*YOUR TASK*
Your answer should consist of the lines holding "negative", copied from the material below.

------------------------

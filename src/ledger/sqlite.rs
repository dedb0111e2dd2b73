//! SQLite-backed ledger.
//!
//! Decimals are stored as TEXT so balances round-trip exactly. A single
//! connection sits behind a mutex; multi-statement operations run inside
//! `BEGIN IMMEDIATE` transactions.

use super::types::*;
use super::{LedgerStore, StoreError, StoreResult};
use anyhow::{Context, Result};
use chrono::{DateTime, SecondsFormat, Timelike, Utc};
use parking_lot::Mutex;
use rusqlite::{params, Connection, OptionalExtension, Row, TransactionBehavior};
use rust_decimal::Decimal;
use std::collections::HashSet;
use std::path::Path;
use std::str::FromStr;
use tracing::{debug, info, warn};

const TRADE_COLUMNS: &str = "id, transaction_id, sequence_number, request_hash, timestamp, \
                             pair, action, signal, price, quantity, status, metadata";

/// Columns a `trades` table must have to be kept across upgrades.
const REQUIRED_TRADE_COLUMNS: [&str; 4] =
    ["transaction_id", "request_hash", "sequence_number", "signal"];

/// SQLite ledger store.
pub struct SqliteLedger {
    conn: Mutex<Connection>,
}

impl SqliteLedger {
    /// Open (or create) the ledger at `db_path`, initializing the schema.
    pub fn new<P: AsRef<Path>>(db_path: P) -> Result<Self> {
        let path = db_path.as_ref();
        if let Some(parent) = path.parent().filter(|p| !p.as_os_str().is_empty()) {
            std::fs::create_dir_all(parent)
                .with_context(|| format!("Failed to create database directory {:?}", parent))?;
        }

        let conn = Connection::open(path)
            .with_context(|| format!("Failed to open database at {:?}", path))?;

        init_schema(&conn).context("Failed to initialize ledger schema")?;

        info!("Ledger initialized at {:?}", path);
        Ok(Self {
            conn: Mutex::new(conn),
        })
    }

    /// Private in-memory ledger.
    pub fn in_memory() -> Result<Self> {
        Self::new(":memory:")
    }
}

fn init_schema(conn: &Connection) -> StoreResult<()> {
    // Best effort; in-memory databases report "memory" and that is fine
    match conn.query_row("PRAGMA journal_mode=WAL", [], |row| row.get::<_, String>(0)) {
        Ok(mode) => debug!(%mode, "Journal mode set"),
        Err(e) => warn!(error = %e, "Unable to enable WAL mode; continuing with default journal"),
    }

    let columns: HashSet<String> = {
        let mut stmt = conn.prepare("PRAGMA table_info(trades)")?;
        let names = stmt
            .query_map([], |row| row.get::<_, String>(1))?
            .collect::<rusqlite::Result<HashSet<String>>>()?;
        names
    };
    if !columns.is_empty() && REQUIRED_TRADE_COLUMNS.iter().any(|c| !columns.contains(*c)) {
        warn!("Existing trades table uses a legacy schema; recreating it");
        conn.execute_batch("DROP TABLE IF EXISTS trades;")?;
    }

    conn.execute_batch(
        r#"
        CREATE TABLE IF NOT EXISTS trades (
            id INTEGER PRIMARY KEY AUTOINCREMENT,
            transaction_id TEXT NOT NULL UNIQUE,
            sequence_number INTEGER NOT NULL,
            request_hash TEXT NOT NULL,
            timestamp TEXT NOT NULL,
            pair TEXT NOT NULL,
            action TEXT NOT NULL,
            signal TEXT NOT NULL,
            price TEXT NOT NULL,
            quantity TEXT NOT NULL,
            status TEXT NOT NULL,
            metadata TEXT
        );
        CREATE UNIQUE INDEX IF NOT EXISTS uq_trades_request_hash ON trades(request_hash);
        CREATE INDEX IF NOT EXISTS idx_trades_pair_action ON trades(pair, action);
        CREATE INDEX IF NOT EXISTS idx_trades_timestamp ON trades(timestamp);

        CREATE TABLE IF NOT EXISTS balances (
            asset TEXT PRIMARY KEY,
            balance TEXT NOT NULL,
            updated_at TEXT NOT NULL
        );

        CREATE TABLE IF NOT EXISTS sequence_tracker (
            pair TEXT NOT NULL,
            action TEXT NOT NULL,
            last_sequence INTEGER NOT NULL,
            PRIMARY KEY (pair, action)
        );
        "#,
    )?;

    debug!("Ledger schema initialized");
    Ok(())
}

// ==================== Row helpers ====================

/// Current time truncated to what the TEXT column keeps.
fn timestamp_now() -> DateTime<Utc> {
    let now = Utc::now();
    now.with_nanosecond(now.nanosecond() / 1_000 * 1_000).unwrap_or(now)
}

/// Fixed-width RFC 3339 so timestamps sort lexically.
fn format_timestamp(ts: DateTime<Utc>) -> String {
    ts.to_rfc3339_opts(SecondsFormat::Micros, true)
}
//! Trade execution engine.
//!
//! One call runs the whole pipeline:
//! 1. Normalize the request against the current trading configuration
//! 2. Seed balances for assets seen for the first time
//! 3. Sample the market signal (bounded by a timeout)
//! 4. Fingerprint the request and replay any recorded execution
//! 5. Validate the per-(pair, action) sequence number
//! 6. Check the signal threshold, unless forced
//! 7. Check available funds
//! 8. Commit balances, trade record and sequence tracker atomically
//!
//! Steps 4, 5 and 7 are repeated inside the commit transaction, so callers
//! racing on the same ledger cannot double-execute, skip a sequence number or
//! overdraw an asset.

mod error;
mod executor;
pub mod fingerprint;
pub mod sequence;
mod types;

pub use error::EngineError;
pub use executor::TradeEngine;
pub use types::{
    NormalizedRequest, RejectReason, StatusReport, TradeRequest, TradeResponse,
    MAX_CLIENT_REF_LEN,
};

------------------------

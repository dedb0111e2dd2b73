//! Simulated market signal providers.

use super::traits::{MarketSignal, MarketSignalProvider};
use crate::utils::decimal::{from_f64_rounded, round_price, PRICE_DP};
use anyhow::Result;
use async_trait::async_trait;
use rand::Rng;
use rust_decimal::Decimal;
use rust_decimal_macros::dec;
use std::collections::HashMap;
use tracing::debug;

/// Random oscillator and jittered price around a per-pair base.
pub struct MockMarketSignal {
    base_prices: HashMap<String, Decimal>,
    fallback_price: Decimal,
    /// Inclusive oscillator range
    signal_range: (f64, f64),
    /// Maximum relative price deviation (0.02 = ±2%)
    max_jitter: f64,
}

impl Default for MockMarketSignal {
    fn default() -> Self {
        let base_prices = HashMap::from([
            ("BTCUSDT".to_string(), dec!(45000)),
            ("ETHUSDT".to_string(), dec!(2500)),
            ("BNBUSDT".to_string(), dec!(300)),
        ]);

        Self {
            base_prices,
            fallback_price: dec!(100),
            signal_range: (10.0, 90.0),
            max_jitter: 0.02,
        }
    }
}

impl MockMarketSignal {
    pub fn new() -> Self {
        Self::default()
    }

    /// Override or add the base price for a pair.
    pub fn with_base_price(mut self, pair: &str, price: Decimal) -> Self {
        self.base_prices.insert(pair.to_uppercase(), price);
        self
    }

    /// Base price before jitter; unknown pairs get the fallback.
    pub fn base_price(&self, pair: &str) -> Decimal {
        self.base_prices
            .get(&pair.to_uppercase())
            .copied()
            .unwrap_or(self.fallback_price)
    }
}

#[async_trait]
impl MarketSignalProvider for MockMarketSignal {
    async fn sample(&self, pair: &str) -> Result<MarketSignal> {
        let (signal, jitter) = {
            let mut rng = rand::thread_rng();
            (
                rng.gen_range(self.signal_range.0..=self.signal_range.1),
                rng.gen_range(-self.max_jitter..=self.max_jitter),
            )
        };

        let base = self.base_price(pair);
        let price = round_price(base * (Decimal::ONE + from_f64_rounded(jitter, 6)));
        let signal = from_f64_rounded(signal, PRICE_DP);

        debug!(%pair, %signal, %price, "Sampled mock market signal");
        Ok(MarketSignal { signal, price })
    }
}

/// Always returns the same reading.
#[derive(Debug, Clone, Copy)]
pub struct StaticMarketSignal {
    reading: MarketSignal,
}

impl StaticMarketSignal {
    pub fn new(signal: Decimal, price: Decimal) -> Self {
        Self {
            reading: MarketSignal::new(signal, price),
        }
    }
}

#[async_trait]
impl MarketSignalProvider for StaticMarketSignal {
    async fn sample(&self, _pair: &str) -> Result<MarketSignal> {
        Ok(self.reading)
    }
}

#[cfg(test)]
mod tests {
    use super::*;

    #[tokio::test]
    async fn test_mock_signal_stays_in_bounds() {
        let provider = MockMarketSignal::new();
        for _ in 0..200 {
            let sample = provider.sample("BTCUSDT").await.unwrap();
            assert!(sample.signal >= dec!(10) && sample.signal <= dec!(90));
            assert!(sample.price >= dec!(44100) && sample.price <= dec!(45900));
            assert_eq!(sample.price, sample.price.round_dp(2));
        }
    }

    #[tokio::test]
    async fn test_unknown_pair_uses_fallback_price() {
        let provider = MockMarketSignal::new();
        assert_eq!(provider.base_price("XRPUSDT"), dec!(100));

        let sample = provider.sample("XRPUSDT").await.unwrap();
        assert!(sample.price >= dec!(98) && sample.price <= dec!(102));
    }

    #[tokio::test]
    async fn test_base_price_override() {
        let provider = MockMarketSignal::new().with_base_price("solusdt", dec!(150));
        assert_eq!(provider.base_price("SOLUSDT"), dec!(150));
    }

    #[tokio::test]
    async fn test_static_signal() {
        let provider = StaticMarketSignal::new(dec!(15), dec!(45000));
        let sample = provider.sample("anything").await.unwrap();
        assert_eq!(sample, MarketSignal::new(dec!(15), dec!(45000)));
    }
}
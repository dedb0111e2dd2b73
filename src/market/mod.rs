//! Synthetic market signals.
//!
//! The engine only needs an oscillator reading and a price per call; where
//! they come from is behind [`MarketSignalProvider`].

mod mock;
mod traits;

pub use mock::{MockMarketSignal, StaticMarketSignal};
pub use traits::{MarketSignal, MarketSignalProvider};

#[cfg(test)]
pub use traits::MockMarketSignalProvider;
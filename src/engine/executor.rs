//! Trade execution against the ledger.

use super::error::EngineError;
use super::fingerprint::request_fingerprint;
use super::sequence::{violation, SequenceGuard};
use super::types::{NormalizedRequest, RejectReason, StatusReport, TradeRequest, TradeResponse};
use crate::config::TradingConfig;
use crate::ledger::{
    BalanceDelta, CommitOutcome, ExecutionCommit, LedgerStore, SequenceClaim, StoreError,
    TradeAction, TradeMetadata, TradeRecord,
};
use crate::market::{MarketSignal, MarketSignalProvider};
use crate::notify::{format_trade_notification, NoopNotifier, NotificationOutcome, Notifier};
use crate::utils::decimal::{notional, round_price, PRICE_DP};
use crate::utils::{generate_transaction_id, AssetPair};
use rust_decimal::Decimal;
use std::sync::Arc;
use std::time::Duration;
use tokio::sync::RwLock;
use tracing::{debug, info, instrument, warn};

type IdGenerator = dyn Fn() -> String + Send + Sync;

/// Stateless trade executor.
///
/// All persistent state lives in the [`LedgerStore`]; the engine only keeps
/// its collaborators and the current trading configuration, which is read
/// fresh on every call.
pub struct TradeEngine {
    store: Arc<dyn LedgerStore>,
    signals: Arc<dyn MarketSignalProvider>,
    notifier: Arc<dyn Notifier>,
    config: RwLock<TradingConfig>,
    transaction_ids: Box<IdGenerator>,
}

------------------------

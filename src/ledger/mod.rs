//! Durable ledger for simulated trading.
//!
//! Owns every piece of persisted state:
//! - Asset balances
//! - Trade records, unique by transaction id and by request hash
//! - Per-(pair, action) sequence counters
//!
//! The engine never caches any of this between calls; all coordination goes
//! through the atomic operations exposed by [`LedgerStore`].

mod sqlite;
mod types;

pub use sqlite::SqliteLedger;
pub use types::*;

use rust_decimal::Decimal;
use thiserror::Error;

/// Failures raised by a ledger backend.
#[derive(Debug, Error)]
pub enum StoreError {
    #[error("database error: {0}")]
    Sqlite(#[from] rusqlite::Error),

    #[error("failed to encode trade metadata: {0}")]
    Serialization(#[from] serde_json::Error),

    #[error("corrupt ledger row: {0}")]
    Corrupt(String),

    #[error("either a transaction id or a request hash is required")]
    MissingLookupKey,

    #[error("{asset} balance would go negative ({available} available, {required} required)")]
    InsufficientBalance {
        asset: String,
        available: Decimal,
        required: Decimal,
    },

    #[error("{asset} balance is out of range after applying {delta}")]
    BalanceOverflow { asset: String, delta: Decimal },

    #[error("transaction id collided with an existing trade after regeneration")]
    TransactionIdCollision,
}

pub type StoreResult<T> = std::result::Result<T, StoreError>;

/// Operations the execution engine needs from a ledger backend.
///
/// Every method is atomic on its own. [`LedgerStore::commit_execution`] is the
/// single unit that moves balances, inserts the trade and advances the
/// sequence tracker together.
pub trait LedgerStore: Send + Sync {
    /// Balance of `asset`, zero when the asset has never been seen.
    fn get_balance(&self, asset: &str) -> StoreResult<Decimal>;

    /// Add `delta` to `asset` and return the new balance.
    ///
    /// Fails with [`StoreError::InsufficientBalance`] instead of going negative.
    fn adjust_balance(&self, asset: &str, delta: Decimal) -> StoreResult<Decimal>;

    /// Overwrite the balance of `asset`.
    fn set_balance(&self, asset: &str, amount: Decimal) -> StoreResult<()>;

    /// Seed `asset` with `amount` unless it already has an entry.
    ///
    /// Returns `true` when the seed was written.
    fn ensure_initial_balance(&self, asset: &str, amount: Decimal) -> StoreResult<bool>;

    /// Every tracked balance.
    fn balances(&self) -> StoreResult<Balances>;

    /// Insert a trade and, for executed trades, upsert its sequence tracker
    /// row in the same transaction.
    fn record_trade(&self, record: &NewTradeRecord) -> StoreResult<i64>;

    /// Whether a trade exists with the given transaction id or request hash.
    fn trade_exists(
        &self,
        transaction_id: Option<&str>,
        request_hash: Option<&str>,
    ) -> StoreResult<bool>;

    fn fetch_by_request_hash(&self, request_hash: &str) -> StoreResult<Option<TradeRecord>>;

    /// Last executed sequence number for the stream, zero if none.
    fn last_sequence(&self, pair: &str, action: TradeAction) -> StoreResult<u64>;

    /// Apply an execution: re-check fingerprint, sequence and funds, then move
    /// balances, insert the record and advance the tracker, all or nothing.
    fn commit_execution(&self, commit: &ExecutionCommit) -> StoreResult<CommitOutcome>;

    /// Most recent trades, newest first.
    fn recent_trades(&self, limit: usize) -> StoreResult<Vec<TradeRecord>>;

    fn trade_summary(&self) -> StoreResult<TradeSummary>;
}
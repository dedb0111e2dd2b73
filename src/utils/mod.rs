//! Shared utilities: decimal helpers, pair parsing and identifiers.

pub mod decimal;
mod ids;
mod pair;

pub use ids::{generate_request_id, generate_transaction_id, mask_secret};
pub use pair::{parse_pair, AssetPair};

------------------------

*YOUR SOLUTION*
    #[error("{asset} balance would go negative ({available} available, {required} required)")]
    /// Fails with [`StoreError::InsufficientBalance`] instead of going negative.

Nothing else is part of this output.